This experiment was conducted to evaluate the effect of liquid manure source, application rate and time on the agronomic characteristics and forage yield of winter rye. The experimental design was a randomized complete block design. The treatments were : CFB150=chemical fertilizer(CF) 150 N as basal, CFS150=CF 150 N as split application (75+75), SLB150=swine liquid (SL) 150 N as basal, SLS150=SL 150 N as split application (75+75), SLB300=SL 300 N as basal, SLS150=SL 300 N as split application(150+150), CLB150=cattle liquid (CL) 150 N as basal, CLS150=CL 150 N as split awlication(75+75), CLB300=CL 300 N as basal, CLS150=CL 300 N as split application(150+150). Heading date of the plant was observed on the 17th of April fur both chemical fertilizer and swine liquid, and on the 16th of April for cattle liquid.

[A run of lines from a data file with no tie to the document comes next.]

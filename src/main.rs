mod simulation;

#[cfg(feature = "ui")]
mod ui;

use anyhow::Result;
use clap::Parser;
use log::{debug, info};

use simulation::{FrameEvent, InputVector, SimConfig, SimWorld};

#[derive(Parser)]
#[command(name = "lane_racer")]
#[command(about = "Three-lane arcade racer with optional UI")]
struct Cli {
    /// Run with the Bevy game engine UI
    #[arg(long)]
    ui: bool,

    /// Number of simulation ticks to run in headless mode
    #[arg(long, default_value = "900")]
    ticks: u32,

    /// Seed for reproducible headless runs
    #[arg(long)]
    seed: Option<u64>,

    /// Directions held for the whole headless run, e.g. "left,up"
    #[arg(long, default_value = "none")]
    hold: InputVector,

    /// Starting lives
    #[arg(long, default_value_t = simulation::STARTING_LIVES)]
    lives: i32,

    /// Ticks between headless progress summaries
    #[arg(long, default_value = "300")]
    summary_every: u32,
}

fn main() {
    let cli = Cli::parse();

    if cli.ui {
        #[cfg(feature = "ui")]
        {
            run_with_ui(cli.lives);
        }
        #[cfg(not(feature = "ui"))]
        {
            eprintln!("Error: UI feature is not enabled. Rebuild with --features ui");
            std::process::exit(1);
        }
    } else {
        env_logger::Builder::from_env(env_logger::Env::default().default_filter_or("info")).init();
        if let Err(e) = run_headless(&cli) {
            eprintln!("Error: {:#}", e);
            std::process::exit(1);
        }
    }
}

/// Run the simulation in headless mode (no graphics)
fn run_headless(cli: &Cli) -> Result<()> {
    let config = SimConfig {
        starting_lives: cli.lives,
        ..SimConfig::default()
    };
    let delta = config.tick_secs();

    println!("Running lane racer in headless mode...");
    println!("Ticks: {}, Delta: {:.4}s, Input: {:?}", cli.ticks, delta, cli.hold);
    println!();

    let mut world = match cli.seed {
        Some(seed) => SimWorld::with_config_and_seed(config, seed)?,
        None => SimWorld::with_config(config)?,
    };

    println!("Initial state:");
    world.print_summary();
    world.draw_map();
    println!();

    let summary_every = cli.summary_every.max(1);
    for tick in 1..=cli.ticks {
        for event in world.tick(delta, cli.hold) {
            match event {
                FrameEvent::Hit { vehicle, lives_left } => {
                    info!("Tick {}: hit by vehicle {}, lives left {}", tick, vehicle, lives_left)
                }
                FrameEvent::GameOver | FrameEvent::GameWon => info!("Tick {}: {:?}", tick, event),
                other => debug!("Tick {}: {:?}", tick, other),
            }
        }

        if tick % summary_every == 0 && tick < cli.ticks {
            println!("--- After tick {} ({:.1}s simulated time) ---", tick, world.time);
            world.print_summary();
            world.draw_map();
            println!();
        }

        if world.is_over() {
            break;
        }
    }

    println!("=== Final State ===");
    world.print_summary();
    world.draw_map();
    Ok(())
}

#[cfg(feature = "ui")]
fn run_with_ui(lives: i32) {
    use bevy::log::LogPlugin;
    use bevy::prelude::*;

    println!("Starting Lane Racer UI...");
    println!();
    println!("Controls:");
    println!("  W/A/S/D or arrows - Steer");
    println!("  ESC               - Exit");
    println!();

    let config = SimConfig {
        starting_lives: lives,
        ..SimConfig::default()
    };

    App::new()
        .add_plugins(
            DefaultPlugins
                .set(LogPlugin {
                    filter: "warn,lane_racer=debug".to_string(),
                    level: bevy::log::Level::DEBUG,
                    ..default()
                })
                .set(WindowPlugin {
                    primary_window: Some(Window {
                        title: "Lane Racer".into(),
                        resolution: (config.field_width as u32, config.field_height as u32).into(),
                        resizable: false,
                        ..default()
                    }),
                    ..default()
                })
                .set(ImagePlugin::default_nearest()),
        )
        .add_plugins(ui::LaneRacerUIPlugin { config })
        .run();
}
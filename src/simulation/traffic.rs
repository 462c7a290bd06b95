//! Oncoming traffic
//!
//! A fixed set of vehicles drives down the three lanes. A vehicle that leaves
//! the bottom of the field is recycled just above the top with a fresh lane
//! and speed, so the set never grows or shrinks.

use log::debug;
use rand::Rng;
use std::ops::RangeInclusive;

use super::config::SimConfig;
use super::types::{Lane, Position, Rect, SpriteSize};

/// An oncoming vehicle
#[derive(Debug, Clone)]
pub struct Vehicle {
    pub position: Position,
    pub lane: Lane,

    /// Pixels per frame at the fixed tick rate
    pub speed: u32,

    /// Frame of the traffic sheet used to draw this vehicle
    pub sprite_index: usize,
}

impl Vehicle {
    /// Hitbox covering one frame of the traffic sheet
    pub fn hitbox(&self, sprite: SpriteSize) -> Rect {
        Rect::at(self.position, sprite)
    }
}

/// What happened to a vehicle that wrapped around during `advance`
#[derive(Debug, Clone, Copy, PartialEq)]
pub struct Respawn {
    pub vehicle: usize,
    pub lane: Lane,
    pub speed: u32,
}

/// Manages the oncoming vehicles
#[derive(Debug, Clone)]
pub struct TrafficSimulator {
    pub vehicles: Vec<Vehicle>,
    field_width: f32,
    field_height: f32,
    sprite: SpriteSize,
    speed_range: RangeInclusive<u32>,
}

impl TrafficSimulator {
    /// Spawn `config.vehicle_count` vehicles above the field in random lanes
    pub fn new<R: Rng>(config: &SimConfig, rng: &mut R) -> Self {
        let sprite = config.vehicle_sprite();
        let mut traffic = Self {
            vehicles: Vec::with_capacity(config.vehicle_count),
            field_width: config.field_width,
            field_height: config.field_height,
            sprite,
            speed_range: config.vehicle_speed.clone(),
        };

        for sprite_index in 0..config.vehicle_count {
            let lane = random_lane(rng);
            let speed = rng.random_range(traffic.speed_range.clone());
            // Staggered above the top edge so the first wave streams in
            let y = rng.random_range(-config.field_height.max(sprite.height)..=-sprite.height);
            traffic.vehicles.push(Vehicle {
                position: Position::new(traffic.lane_x(lane), y),
                lane,
                speed,
                sprite_index,
            });
        }

        traffic
    }

    /// Size of one vehicle sprite
    pub fn sprite(&self) -> SpriteSize {
        self.sprite
    }

    /// X coordinate for a vehicle driving in `lane`
    pub fn lane_x(&self, lane: Lane) -> f32 {
        lane.sprite_x(self.field_width, self.sprite.width)
    }

    /// Move every vehicle down by its speed and recycle those past the bottom edge.
    ///
    /// Speeds are per frame, so `advance` must be called once per fixed tick.
    pub fn advance<R: Rng>(&mut self, rng: &mut R) -> Vec<Respawn> {
        let mut respawns = Vec::new();

        for index in 0..self.vehicles.len() {
            let vehicle = &mut self.vehicles[index];
            vehicle.position.y += vehicle.speed as f32;
            if vehicle.position.y <= self.field_height {
                continue;
            }

            let lane = random_lane(rng);
            let speed = rng.random_range(self.speed_range.clone());
            let x = lane.sprite_x(self.field_width, self.sprite.width);

            let vehicle = &mut self.vehicles[index];
            vehicle.position = Position::new(x, -self.sprite.height);
            vehicle.lane = lane;
            vehicle.speed = speed;

            debug!("Vehicle {} respawned in {} at speed {}", index, lane, speed);
            respawns.push(Respawn {
                vehicle: index,
                lane,
                speed,
            });
        }

        respawns
    }
}

fn random_lane<R: Rng>(rng: &mut R) -> Lane {
    Lane::ALL[rng.random_range(0..Lane::ALL.len())]
}
//! UI module that presents the simulation using Bevy
//!
//! This module is purely input, audio and drawing - all game logic is in the `simulation` module.
//! The UI polls the keyboard, ticks `SimWorld` at a fixed rate and replays the
//! presenter's draw list every frame.

mod assets;
mod components;
mod input;
mod sync;
mod world;

use bevy::prelude::*;

pub use components::{GamePhase, SimWorldResource};

use crate::simulation::SimConfig;
use assets::{finish_loading, load_assets};
use components::RacerConfig;
use input::handle_input;
use sync::{draw_frame, pause_music_when_over, tick_simulation};
use world::{setup_camera, start_music};

/// Plugin to register all UI systems
pub struct LaneRacerUIPlugin {
    pub config: SimConfig,
}

impl Plugin for LaneRacerUIPlugin {
    fn build(&self, app: &mut App) {
        app.insert_resource(RacerConfig(self.config.clone()))
            .insert_resource(Time::<Fixed>::from_hz(f64::from(self.config.tick_rate_hz)))
            .init_state::<GamePhase>()
            .add_systems(Startup, (setup_camera, load_assets))
            .add_systems(
                Update,
                finish_loading.run_if(in_state(GamePhase::Loading)),
            )
            .add_systems(OnEnter(GamePhase::Playing), start_music)
            .add_systems(
                FixedUpdate,
                tick_simulation.run_if(in_state(GamePhase::Playing)),
            )
            .add_systems(
                Update,
                (
                    handle_input,
                    (draw_frame, pause_music_when_over).run_if(in_state(GamePhase::Playing)),
                ),
            );
    }
}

Stay green of chemical fertilizer was higher than others because of high crude protein content. Leaf was darker in high nitrogen fertilizer treatments than low N treatments. However lodging resistance was poor as nitrogen fertilizer was increased. Dry matter (DM) content of rye at chemical fertilizer was lower than liquid manure. DM yield of chemical fertilizer treatments were highest among the fertilizer source. However, DM yield of rye with application was all most same at different N application methods. The crude protein (CP) content and yield for chemical fertilizer was significantly higher than liquid manure. CP yield using split application was higher by 16% and 28%, compared to basal application. Based on the results of this study, forage production of liquid manure was lower, compared to chemical fertilizer. And split application was superior to basal application forage and protein yields, and high protein.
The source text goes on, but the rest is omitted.